What are the interrupt sources of the MCS-51 system?
The MCS-51 microcontroller architecture, most famously implemented in the Intel 8051 and its vast array of derivatives, provides a structured interrupt system with five distinct, fixed hardware interrupt sources. These are the external interrupts INT0 and INT1, the timer overflow interrupts for Timer 0 and Timer 1, and the serial port interrupt (RI/TI). This set constitutes the core, standard interrupt vector table for the original 8051, with each source assigned a specific priority and a fixed memory location for its service routine. The system is managed through four Special Function Registers: the Interrupt Enable (IE) register for individual source masking and global enable/disable, the Interrupt Priority (IP) register for setting two priority levels, and the Timer and Serial Control registers (TCON, SCON) which contain the actual flags that request interrupt service. The architecture operates on a polled-vectored model; when an interrupt condition occurs, its corresponding flag is set, and if globally and locally enabled, the hardware saves the Program Counter, disables further interrupts, and jumps to the assigned vector address, where the programmer's Interrupt Service Routine (ISR) begins execution.
The mechanism for each source is precise. The two external interrupts, INT0 and INT1, can be configured via bits in TCON to be either level-triggered (low-level active) or edge-triggered (falling-edge active). Timer 0 and Timer 1 interrupts are requested internally when their respective timer/counter registers overflow from all 1s to all 0s, setting the TF0 or TF1 flags in TCON. The serial port interrupt is unique in being triggered by one of two conditions: the reception of a complete byte (setting the RI flag) or the completion of a byte transmission (setting the TI flag) within the SCON register; the ISR must examine these flags to determine the actual cause and clear them manually. The execution flow is such that upon completion of an ISR, a RETI (Return from Interrupt) instruction is executed, which restores the Program Counter and informs the internal hardware that the interrupt servicing is complete, allowing pending interrupts of lower or equal priority to be acknowledged.
In later, enhanced derivatives of the MCS-51 family, this core set was frequently expanded. A common and significant addition is a third timer, Timer 2, which adds its own overflow and capture/reload interrupt source, often with a separate vector. Other manufacturer-specific extensions have included additional external interrupt pins (e.g., INT2, INT3, INT4, INT5 in some variants), analog-to-digital converter completion interrupts, watchdog timer interrupts, and interrupts for peripheral components like SPI buses or additional UARTs. These extensions required modifications to the interrupt enable and priority registers, and sometimes the addition of new vector addresses, but they generally maintain the original architectural philosophy of flag-based, vectored interrupt handling.
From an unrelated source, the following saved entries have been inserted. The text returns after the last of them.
#[cfg(test)]
mod tests {
    use chrono::NaiveDate;

    use super::*;
    use crate::models::employee::TerminateEmployeeRequest;
    use crate::models::loan::{CreateDeductionRequest, CreateLoanRequest, LoanStatus};
    use crate::models::payroll::PayrollStatus;
    use crate::services::employee_service::{create_employee, terminate_employee, tests::hire};
    use crate::services::{loan_service, testing};

    fn date(y: i32, m: u32, d: u32) -> NaiveDate {
        NaiveDate::from_ymd_opt(y, m, d).unwrap()
    }

    async fn march_2025(ctx: &Context, auth: &AuthContext) -> Payroll {
        create_payroll(
            ctx,
            auth,
            CreatePayrollRequest {
                reference_month: 3,
                reference_year: 2025,
            },
        )
        .await
        .unwrap()
    }

    #[tokio::test]
    async fn one_open_payroll_per_month() {
        let ctx = testing::context();
        let auth = testing::admin(&ctx).await;
        let first = march_2025(&ctx, &auth).await;

        let again = create_payroll(
            &ctx,
            &auth,
            CreatePayrollRequest {
                reference_month: 3,
                reference_year: 2025,
            },
        )
        .await;
        assert!(matches!(again, Err(AppError::Conflict(_))));

        cancel_payroll(&ctx, &auth, first.id).await.unwrap();
        march_2025(&ctx, &auth).await;
    }

    #[tokio::test]
    async fn calculation_covers_salaries_deductions_and_loans() {
        let ctx = testing::context();
        let auth = testing::admin(&ctx).await;

        let dana = create_employee(&ctx, &auth, hire("E-1", date(2024, 1, 1), 500_000))
            .await
            .unwrap();
        let lee = create_employee(&ctx, &auth, hire("E-2", date(2024, 6, 1), 300_000))
            .await
            .unwrap();
        // hired after the month: not on this payroll
        create_employee(&ctx, &auth, hire("E-3", date(2025, 4, 1), 900_000))
            .await
            .unwrap();
        // terminated: not on the payroll either
        let gone = create_employee(&ctx, &auth, hire("E-4", date(2024, 1, 1), 900_000))
            .await
            .unwrap();
        terminate_employee(
            &ctx,
            &auth,
            gone.id,
            TerminateEmployeeRequest {
                termination_date: date(2025, 1, 31),
            },
        )
        .await
        .unwrap();

        loan_service::create_deduction(
            &ctx,
            &auth,
            CreateDeductionRequest {
                employee_id: dana.id,
                name: "Health plan".into(),
                amount_cents: 20_000,
                is_recurring: true,
                total_installments: None,
                effective_date: date(2025, 1, 1),
            },
        )
        .await
        .unwrap();
        let loan = loan_service::create_loan(
            &ctx,
            &auth,
            CreateLoanRequest {
                employee_id: lee.id,
                description: "Advance".into(),
                principal_cents: 100_000,
                installment_count: 2,
                start_date: date(2025, 3, 1),
            },
        )
        .await
        .unwrap();

        let payroll = march_2025(&ctx, &auth).await;
        let detail = calculate_payroll(&ctx, &auth, payroll.id).await.unwrap();
        assert_eq!(detail.payroll.status, PayrollStatus::Calculated);
        assert_eq!(detail.items.len(), 4);
        assert_eq!(detail.payroll.total_gross_cents, 800_000);
        assert_eq!(detail.payroll.total_deductions_cents, 70_000);
        assert_eq!(detail.payroll.total_net_cents, 730_000);

        // recalculation replaces the items
        let again = calculate_payroll(&ctx, &auth, payroll.id).await.unwrap();
        assert_eq!(again.items.len(), 4);
        assert_eq!(get_payroll(&ctx, &auth, payroll.id).await.unwrap().items.len(), 4);

        approve_payroll(&ctx, &auth, payroll.id).await.unwrap();
        let paid = pay_payroll(&ctx, &auth, payroll.id).await.unwrap();
        assert_eq!(paid.status, PayrollStatus::Paid);

        let loan = loan_service::get_loan(&ctx, &auth, loan.loan.id).await.unwrap();
        assert_eq!(loan.loan.paid_installments, 1);
        assert_eq!(loan.loan.outstanding_cents, 50_000);
        assert_eq!(loan.loan.status, LoanStatus::Active);

        assert!(matches!(
            cancel_payroll(&ctx, &auth, payroll.id).await,
            Err(AppError::BadRequest(_))
        ));
    }

    #[tokio::test(flavor = "multi_thread", worker_threads = 4)]
    async fn concurrent_pay_and_cancel_settle_on_one_outcome() {
        let ctx = testing::context();
        let auth = testing::admin(&ctx).await;
        let dana = create_employee(&ctx, &auth, hire("E-1", date(2024, 1, 1), 500_000))
            .await
            .unwrap();
        let loan = loan_service::create_loan(
            &ctx,
            &auth,
            CreateLoanRequest {
                employee_id: dana.id,
                description: "Advance".into(),
                principal_cents: 120_000,
                installment_count: 12,
                start_date: date(2025, 1, 1),
            },
        )
        .await
        .unwrap();

        let mut paid_months = 0;
        for month in 1..=12 {
            let payroll = create_payroll(
                &ctx,
                &auth,
                CreatePayrollRequest {
                    reference_month: month,
                    reference_year: 2025,
                },
            )
            .await
            .unwrap();
            calculate_payroll(&ctx, &auth, payroll.id).await.unwrap();
            approve_payroll(&ctx, &auth, payroll.id).await.unwrap();

            let pay = tokio::spawn({
                let (ctx, auth) = (ctx.clone(), auth.clone());
                async move { pay_payroll(&ctx, &auth, payroll.id).await }
            });
            let cancel = tokio::spawn({
                let (ctx, auth) = (ctx.clone(), auth.clone());
                async move { cancel_payroll(&ctx, &auth, payroll.id).await }
            });
            let paid = pay.await.unwrap();
            let cancelled = cancel.await.unwrap();
            assert!(paid.is_ok() != cancelled.is_ok(), "exactly one of pay/cancel wins");

            let stored = get_payroll(&ctx, &auth, payroll.id).await.unwrap().payroll;
            if paid.is_ok() {
                paid_months += 1;
                assert_eq!(stored.status, PayrollStatus::Paid);
                assert!(stored.cancelled_at.is_none());
            } else {
                assert_eq!(stored.status, PayrollStatus::Cancelled);
                assert!(stored.paid_at.is_none());
            }
        }

        let loan = loan_service::get_loan(&ctx, &auth, loan.loan.id).await.unwrap();
        assert_eq!(loan.loan.paid_installments, paid_months);
        assert_eq!(loan.loan.outstanding_cents, 120_000 - 10_000 * i64::from(paid_months));
    }

    #[tokio::test]
    async fn one_off_deductions_apply_once() {
        let ctx = testing::context();
        let auth = testing::admin(&ctx).await;
        let dana = create_employee(&ctx, &auth, hire("E-1", date(2024, 1, 1), 500_000))
            .await
            .unwrap();
        let deduction = loan_service::create_deduction(
            &ctx,
            &auth,
            CreateDeductionRequest {
                employee_id: dana.id,
                name: "Damaged tool".into(),
                amount_cents: 5_000,
                is_recurring: false,
                total_installments: None,
                effective_date: date(2025, 3, 10),
            },
        )
        .await
        .unwrap();

        let march = march_2025(&ctx, &auth).await;
        calculate_payroll(&ctx, &auth, march.id).await.unwrap();
        approve_payroll(&ctx, &auth, march.id).await.unwrap();
        pay_payroll(&ctx, &auth, march.id).await.unwrap();

        let settled = loan_service::get_deduction(&ctx, &auth, deduction.id).await.unwrap();
        assert!(!settled.is_active);
        assert_eq!(settled.applied_installments, 1);

        let april = create_payroll(
            &ctx,
            &auth,
            CreatePayrollRequest {
                reference_month: 4,
                reference_year: 2025,
            },
        )
        .await
        .unwrap();
        let detail = calculate_payroll(&ctx, &auth, april.id).await.unwrap();
        assert_eq!(detail.payroll.total_deductions_cents, 0);
    }

    #[tokio::test]
    async fn state_machine_is_enforced() {
        let ctx = testing::context();
        let auth = testing::admin(&ctx).await;
        let payroll = march_2025(&ctx, &auth).await;

        assert!(approve_payroll(&ctx, &auth, payroll.id).await.is_err());
        assert!(pay_payroll(&ctx, &auth, payroll.id).await.is_err());

        calculate_payroll(&ctx, &auth, payroll.id).await.unwrap();
        approve_payroll(&ctx, &auth, payroll.id).await.unwrap();
        assert!(matches!(
            calculate_payroll(&ctx, &auth, payroll.id).await,
            Err(AppError::BadRequest(_))
        ));
    }
}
The implications of this interrupt structure are fundamental to system design with the MCS-51. The fixed, sparse vector table—with only 8 bytes of code space separating each vector—often necessitates placing a short jump instruction at the vector location to reach the full ISR elsewhere in memory. The two-level priority scheme allows critical interrupts, such as a power-fail warning on an external pin, to be assigned high priority to ensure timely service. However, the shared serial port interrupt vector requires careful flag management within the ISR to avoid missing events, and the level-triggered mode for external interrupts demands that the triggering low-level condition be removed before the ISR completes, lest the interrupt be immediately re-requested. This well-defined yet extensible framework provided a balance of simplicity and control that contributed significantly to the enduring utility of the architecture in embedded systems.